* _Work required_: How many of the lines below hold "UsernameTaken"? Only the number, please.

(Dataset excerpts)
━━━━━━━━━━━━━━━━━━━━━━━━━━━━━━

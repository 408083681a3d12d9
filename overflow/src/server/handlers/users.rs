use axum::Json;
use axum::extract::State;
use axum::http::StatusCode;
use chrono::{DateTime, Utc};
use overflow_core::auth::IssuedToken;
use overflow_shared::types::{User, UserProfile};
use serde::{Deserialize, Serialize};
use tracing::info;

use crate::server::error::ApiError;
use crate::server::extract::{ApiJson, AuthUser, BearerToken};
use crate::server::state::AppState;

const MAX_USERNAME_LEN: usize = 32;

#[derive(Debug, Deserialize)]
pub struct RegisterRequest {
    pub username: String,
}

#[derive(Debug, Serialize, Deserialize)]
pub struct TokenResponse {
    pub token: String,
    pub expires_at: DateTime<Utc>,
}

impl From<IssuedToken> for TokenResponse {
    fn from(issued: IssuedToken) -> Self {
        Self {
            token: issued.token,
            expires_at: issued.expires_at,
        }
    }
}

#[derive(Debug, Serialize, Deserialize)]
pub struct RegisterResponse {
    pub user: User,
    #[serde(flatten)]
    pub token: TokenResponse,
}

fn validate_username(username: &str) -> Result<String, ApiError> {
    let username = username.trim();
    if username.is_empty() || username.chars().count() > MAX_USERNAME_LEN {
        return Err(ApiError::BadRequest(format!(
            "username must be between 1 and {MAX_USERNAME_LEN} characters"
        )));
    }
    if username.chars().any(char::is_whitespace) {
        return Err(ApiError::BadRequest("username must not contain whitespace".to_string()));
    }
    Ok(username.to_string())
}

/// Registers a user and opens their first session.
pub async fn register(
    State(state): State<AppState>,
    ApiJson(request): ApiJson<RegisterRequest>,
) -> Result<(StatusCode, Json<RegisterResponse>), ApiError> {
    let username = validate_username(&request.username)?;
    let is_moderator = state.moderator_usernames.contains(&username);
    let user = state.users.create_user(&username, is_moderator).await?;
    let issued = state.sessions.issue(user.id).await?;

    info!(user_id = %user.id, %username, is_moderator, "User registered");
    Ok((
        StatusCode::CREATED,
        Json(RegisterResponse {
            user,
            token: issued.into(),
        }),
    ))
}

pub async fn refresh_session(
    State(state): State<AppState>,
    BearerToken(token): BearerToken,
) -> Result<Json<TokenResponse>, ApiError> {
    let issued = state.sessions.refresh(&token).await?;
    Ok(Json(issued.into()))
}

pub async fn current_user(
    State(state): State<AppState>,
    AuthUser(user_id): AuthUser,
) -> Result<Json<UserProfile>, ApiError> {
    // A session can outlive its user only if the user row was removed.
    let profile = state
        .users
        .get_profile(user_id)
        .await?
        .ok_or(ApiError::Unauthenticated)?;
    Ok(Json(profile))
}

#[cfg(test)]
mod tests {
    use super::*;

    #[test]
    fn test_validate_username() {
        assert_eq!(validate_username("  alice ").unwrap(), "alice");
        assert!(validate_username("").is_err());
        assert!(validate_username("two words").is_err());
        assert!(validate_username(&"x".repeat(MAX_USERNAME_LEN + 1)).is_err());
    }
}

━━━━━━━━━━━━━━━━━━━━━━━━━━━━━━

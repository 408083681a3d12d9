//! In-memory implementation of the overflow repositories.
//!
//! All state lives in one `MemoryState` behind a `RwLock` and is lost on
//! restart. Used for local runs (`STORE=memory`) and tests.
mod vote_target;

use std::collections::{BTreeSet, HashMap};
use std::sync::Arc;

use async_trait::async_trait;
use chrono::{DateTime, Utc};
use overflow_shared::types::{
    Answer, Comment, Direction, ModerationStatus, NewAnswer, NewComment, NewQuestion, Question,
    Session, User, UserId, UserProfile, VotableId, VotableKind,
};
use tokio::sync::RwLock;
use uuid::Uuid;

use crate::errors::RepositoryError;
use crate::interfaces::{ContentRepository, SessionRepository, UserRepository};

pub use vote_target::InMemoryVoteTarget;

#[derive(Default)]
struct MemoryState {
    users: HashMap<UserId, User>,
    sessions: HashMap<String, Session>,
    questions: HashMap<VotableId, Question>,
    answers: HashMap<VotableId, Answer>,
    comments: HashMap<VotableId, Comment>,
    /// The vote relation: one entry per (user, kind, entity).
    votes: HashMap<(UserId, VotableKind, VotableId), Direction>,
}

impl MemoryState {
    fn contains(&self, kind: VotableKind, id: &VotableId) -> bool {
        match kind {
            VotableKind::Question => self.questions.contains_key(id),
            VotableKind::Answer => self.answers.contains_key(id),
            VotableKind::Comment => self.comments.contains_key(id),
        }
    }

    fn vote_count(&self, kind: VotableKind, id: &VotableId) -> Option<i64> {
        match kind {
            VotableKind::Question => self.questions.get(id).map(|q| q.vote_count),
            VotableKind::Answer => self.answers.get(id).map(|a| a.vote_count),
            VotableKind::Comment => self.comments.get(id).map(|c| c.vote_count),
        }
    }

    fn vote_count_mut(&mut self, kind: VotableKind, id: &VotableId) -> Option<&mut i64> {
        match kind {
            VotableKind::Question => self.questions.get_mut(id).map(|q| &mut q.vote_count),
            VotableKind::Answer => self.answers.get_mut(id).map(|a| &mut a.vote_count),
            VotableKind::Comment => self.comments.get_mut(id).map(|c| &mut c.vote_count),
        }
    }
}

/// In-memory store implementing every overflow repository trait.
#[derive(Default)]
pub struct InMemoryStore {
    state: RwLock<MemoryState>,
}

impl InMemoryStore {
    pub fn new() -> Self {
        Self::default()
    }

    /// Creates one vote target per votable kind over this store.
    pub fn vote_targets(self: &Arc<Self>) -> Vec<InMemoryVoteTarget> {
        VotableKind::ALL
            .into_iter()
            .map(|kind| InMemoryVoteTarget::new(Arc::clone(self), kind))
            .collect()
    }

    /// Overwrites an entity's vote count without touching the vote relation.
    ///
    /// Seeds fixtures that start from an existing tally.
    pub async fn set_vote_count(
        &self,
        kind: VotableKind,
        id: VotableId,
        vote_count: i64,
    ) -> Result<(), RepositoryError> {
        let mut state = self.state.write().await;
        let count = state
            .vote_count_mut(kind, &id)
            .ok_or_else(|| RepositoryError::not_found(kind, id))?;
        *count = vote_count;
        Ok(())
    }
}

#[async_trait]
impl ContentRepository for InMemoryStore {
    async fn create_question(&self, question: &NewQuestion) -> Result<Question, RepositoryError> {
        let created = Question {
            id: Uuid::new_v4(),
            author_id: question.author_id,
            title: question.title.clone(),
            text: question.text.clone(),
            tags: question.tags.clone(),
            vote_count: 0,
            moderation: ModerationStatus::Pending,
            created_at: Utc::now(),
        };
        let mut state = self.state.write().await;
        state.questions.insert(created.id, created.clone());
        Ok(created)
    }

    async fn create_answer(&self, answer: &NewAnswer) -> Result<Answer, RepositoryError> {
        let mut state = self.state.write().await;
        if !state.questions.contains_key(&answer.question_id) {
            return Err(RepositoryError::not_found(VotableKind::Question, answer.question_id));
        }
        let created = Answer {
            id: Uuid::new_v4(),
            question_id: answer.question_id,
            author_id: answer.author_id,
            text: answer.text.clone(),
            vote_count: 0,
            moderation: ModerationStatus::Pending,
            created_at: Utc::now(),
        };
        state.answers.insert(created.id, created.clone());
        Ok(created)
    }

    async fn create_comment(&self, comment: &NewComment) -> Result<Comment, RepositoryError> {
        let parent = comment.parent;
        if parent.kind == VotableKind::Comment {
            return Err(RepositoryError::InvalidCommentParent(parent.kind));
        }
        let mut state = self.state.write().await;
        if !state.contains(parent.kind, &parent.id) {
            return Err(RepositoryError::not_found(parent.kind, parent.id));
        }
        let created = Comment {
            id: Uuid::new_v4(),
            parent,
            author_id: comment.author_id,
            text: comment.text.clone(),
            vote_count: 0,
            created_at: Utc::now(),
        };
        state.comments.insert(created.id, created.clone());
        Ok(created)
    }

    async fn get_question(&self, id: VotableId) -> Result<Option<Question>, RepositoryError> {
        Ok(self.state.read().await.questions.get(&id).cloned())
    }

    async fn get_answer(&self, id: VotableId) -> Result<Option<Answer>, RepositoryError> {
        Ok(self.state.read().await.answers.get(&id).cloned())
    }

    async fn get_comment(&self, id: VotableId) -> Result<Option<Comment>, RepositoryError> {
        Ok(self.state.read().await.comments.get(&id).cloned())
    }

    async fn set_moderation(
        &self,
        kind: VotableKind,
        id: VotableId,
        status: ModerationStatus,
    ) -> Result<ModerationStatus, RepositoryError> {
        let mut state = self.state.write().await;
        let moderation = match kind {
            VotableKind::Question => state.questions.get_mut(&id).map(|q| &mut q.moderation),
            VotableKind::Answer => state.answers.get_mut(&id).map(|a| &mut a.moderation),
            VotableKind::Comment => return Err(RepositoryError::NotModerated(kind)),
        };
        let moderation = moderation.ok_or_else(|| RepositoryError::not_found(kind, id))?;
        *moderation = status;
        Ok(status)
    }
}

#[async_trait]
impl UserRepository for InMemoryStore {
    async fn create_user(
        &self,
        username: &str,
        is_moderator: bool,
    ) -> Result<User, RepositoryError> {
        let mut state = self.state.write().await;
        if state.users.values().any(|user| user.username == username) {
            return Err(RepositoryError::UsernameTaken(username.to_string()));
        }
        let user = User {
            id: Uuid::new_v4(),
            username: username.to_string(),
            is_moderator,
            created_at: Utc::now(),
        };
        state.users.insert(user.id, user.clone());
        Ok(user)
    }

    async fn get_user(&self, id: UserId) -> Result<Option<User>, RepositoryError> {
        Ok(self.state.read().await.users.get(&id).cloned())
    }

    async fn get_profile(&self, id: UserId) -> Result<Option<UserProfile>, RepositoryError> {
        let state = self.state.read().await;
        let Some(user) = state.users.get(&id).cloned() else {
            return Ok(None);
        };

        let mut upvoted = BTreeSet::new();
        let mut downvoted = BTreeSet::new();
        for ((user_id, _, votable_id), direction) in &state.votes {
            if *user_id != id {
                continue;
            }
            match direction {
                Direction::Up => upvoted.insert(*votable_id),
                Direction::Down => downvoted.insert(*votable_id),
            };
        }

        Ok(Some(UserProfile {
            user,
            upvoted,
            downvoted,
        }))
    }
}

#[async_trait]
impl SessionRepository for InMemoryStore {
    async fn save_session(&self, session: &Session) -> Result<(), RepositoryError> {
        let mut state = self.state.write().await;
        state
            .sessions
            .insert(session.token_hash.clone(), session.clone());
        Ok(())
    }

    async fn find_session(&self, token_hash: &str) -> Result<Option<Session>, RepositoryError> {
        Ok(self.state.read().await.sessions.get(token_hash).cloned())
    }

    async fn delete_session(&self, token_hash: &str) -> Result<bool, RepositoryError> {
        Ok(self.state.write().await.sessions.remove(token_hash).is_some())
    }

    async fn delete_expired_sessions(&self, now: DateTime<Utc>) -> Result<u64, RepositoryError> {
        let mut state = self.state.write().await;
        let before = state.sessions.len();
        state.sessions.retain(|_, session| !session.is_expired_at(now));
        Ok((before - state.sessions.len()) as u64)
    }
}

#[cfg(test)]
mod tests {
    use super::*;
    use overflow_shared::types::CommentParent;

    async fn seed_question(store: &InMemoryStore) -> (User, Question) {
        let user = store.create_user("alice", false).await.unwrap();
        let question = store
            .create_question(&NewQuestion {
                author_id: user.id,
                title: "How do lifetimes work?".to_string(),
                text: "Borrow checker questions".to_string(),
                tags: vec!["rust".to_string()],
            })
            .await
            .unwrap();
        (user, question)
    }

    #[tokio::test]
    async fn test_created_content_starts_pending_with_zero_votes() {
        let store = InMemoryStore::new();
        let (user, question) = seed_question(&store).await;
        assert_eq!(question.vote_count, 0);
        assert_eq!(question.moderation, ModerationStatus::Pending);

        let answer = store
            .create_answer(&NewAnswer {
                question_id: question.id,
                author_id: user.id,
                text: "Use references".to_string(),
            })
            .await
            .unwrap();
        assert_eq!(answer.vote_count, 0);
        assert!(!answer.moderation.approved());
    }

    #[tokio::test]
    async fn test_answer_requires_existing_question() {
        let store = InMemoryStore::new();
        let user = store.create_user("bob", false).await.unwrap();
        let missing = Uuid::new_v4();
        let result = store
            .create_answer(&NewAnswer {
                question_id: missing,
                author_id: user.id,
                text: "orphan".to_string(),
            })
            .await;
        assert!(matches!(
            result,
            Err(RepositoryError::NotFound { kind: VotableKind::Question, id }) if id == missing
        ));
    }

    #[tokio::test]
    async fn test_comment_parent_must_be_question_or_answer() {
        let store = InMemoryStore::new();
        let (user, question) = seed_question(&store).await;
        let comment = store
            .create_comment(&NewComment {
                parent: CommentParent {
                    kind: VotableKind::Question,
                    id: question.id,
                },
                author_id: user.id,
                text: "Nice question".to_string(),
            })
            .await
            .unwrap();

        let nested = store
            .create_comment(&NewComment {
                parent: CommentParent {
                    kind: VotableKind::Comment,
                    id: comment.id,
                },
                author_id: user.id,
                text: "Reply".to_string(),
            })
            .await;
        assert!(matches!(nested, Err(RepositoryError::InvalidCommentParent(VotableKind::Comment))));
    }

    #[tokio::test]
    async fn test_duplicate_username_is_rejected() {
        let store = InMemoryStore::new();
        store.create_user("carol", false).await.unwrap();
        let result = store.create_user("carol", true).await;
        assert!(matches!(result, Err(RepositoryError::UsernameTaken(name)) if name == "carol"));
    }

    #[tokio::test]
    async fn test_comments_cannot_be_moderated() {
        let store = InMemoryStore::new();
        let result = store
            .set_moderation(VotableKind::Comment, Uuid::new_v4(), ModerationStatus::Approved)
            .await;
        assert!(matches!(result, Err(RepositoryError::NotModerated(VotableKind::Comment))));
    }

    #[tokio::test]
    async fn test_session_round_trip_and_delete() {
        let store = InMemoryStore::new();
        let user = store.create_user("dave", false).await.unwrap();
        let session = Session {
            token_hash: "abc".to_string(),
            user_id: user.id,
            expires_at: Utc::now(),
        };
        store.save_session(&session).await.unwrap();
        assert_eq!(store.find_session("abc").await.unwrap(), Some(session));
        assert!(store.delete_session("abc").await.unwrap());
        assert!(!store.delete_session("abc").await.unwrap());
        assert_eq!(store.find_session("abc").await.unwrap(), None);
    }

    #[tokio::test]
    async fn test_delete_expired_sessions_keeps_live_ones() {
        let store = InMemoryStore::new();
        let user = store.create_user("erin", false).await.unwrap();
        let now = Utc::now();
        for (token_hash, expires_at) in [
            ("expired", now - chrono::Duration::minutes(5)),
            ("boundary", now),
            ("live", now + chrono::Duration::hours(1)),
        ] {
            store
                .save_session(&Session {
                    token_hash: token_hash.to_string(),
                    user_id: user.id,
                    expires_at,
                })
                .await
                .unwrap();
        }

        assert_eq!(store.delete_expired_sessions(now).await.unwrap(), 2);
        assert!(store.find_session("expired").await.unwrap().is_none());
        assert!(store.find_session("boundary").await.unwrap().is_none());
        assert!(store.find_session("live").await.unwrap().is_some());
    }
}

━━━━━━━━━━━━━━━━━━━━━━━━━━━━━━

* _Your response_: 2